How to use OATHAuth in Mediawiki

Configure OATHAuth

The version of Mediawiki I'm using has OATHAuth preinstalled. To configure your Mediawiki instance to allow users to enable two-factor authentication simply add

wfLoadExtension( 'OATHAuth' );

to the end of the LocalSettings.php file located in the root of the MediwWiki directory. Then restart your HTTP server. In my case I simply run

sudo systemctl restart httpd

Install oathtool

There are a number of OATH clients on the market, but I decided to just install the oathtool command line tool on my Fedora based laptop, by running

sudo dnf install oathtool.x86_64

Apple has the same functionality built into the Passwords app, but as I only login from my Fedora based laptop, it's easier to run a command and copy the output to my clipboard.

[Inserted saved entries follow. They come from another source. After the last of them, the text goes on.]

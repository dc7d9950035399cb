//! Lambda Runtime API client.
//!
//! Speaks the `2018-06-01` runtime protocol: long-poll for the next event,
//! then post either a response or an error for that event's request ID.

use std::time::{Duration, SystemTime, UNIX_EPOCH};

use bytes::Bytes;
use reqwest::{Client, Response};
use serde::{Deserialize, Serialize};
use thiserror::Error;

use crate::http::InvocationContext;
use crate::proxy::{InvocationError, ProxyResponse};

pub const REQUEST_ID_HEADER: &str = "lambda-runtime-aws-request-id";
pub const DEADLINE_HEADER: &str = "lambda-runtime-deadline-ms";
pub const TRACE_ID_HEADER: &str = "lambda-runtime-trace-id";

/// Errors talking to the runtime API.
#[derive(Debug, Error)]
pub enum RuntimeError {
    #[error("runtime API request failed: {0}")]
    Http(#[from] reqwest::Error),

    #[error("runtime API returned status {status}: {body}")]
    Status { status: u16, body: String },

    #[error("next invocation is missing the Lambda-Runtime-Aws-Request-Id header")]
    MissingRequestId,
}

/// One event handed out by the runtime API.
#[derive(Debug, Clone)]
pub struct Invocation {
    pub request_id: String,
    pub deadline: Option<SystemTime>,
    pub trace_id: Option<String>,
    pub body: Bytes,
}

impl Invocation {
    /// Context bound to the synthetic request built for this event.
    pub fn context(&self) -> InvocationContext {
        InvocationContext {
            request_id: Some(self.request_id.clone()),
            deadline: self.deadline,
            trace_id: self.trace_id.clone(),
        }
    }
}

/// Body posted to the error endpoints.
#[derive(Debug, Clone, PartialEq, Eq, Serialize, Deserialize)]
#[serde(rename_all = "camelCase")]
pub struct ErrorReport {
    pub error_message: String,
    pub error_type: String,
}

impl From<&InvocationError> for ErrorReport {
    fn from(err: &InvocationError) -> Self {
        Self {
            error_message: err.to_string(),
            error_type: err.error_type().to_string(),
        }
    }
}

/// Thin client over the runtime API endpoints.
#[derive(Debug, Clone)]
pub struct RuntimeClient {
    client: Client,
    base_url: String,
}

impl RuntimeClient {
    /// `runtime_api` is the `host:port` from `AWS_LAMBDA_RUNTIME_API`.
    pub fn new(runtime_api: &str) -> Self {
        Self {
            client: Client::new(),
            base_url: format!("http://{}/2018-06-01", runtime_api.trim()),
        }
    }

    /// Block until the next event is available.
    pub async fn next_invocation(&self) -> Result<Invocation, RuntimeError> {
        let resp = self
            .client
            .get(format!("{}/runtime/invocation/next", self.base_url))
            .send()
            .await?;
        let resp = check(resp).await?;

        let headers = resp.headers();
        let header = |name: &str| {
            headers
                .get(name)
                .and_then(|v| v.to_str().ok())
                .map(str::to_string)
        };

        let request_id = header(REQUEST_ID_HEADER).ok_or(RuntimeError::MissingRequestId)?;
        let deadline = header(DEADLINE_HEADER)
            .and_then(|ms| ms.parse::<u64>().ok())
            .map(|ms| UNIX_EPOCH + Duration::from_millis(ms));
        let trace_id = header(TRACE_ID_HEADER);

        let body = resp.bytes().await?;
        Ok(Invocation {
            request_id,
            deadline,
            trace_id,
            body,
        })
    }

    /// Report a successful result for `request_id`.
    pub async fn send_response(
        &self,
        request_id: &str,
        response: &ProxyResponse,
    ) -> Result<(), RuntimeError> {
        let resp = self
            .client
            .post(format!(
                "{}/runtime/invocation/{}/response",
                self.base_url, request_id
            ))
            .json(response)
            .send()
            .await?;
        check(resp).await.map(drop)
    }

    /// Report a failed invocation for `request_id`.
    pub async fn send_error(&self, request_id: &str, report: &ErrorReport) -> Result<(), RuntimeError> {
        let resp = self
            .client
            .post(format!(
                "{}/runtime/invocation/{}/error",
                self.base_url, request_id
            ))
            .header("Lambda-Runtime-Function-Error-Type", &report.error_type)
            .json(report)
            .send()
            .await?;
        check(resp).await.map(drop)
    }
}

async fn check(resp: Response) -> Result<Response, RuntimeError> {
    let status = resp.status();
    if status.is_success() {
        return Ok(resp);
    }
    let body = resp.text().await.unwrap_or_default();
    Err(RuntimeError::Status {
        status: status.as_u16(),
        body,
    })
}

#[cfg(test)]
mod tests {
    use super::*;

    #[test]
    fn base_url_uses_api_version() {
        let client = RuntimeClient::new(" 127.0.0.1:9001 ");
        assert_eq!(client.base_url, "http://127.0.0.1:9001/2018-06-01");
    }

    #[test]
    fn error_report_from_invocation_error() {
        let err = InvocationError::Panicked("boom".into());
        let report = ErrorReport::from(&err);
        assert_eq!(report.error_type, "HandlerPanic");
        assert_eq!(report.error_message, "handler panicked: boom");

        let json = serde_json::to_value(&report).unwrap();
        assert_eq!(json["errorMessage"], "handler panicked: boom");
        assert_eq!(json["errorType"], "HandlerPanic");
    }

    #[test]
    fn buffer_fault_is_reported_as_buffer_error() {
        let err = InvocationError::Buffer(std::io::ErrorKind::OutOfMemory);
        let report = ErrorReport::from(&err);
        assert_eq!(report.error_type, "BufferError");
        assert_eq!(report.error_message, "could not buffer response body: out of memory");
    }

    #[test]
    fn invocation_context_carries_runtime_headers() {
        let invocation = Invocation {
            request_id: "id-1".into(),
            deadline: Some(UNIX_EPOCH + Duration::from_millis(1_700_000_000_000)),
            trace_id: Some("Root=1-abc".into()),
            body: Bytes::new(),
        };
        let ctx = invocation.context();
        assert_eq!(ctx.request_id.as_deref(), Some("id-1"));
        assert_eq!(ctx.trace_id.as_deref(), Some("Root=1-abc"));
        assert!(ctx.is_expired());
    }
}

You do you.

I'm using the Vector 2020 skin, so if your screen looks different, you're likely using a different skin.

Enable 2FA

I created an account called Test2fa to illustrate how to enable Two-Factor Aythentication. After you login with username & password, open your Preferences dialog.

In the User Profile tab of the Preferences dialog, hit the Manage button in the Two-Factor Authentication section.

Next, enable the Time-based One Time Password by hitting the Enable button.

It makes you login again because reasons.

You will be presented with a page of information. This information will never change. The secret key will be used by the oauthtool to generate the 6 digit TOTP. Save it all, including the recovery codes, in case you screw things up.

This is just a temporary account I've since deleted. Keep all your information secret.

Open a terminal window, and run the oauth tool as follows.

oathtool --base32 --totp "LEQ3 7TOA CM6G 27PZ"

This will generate the six digit code that you will use during your new login process.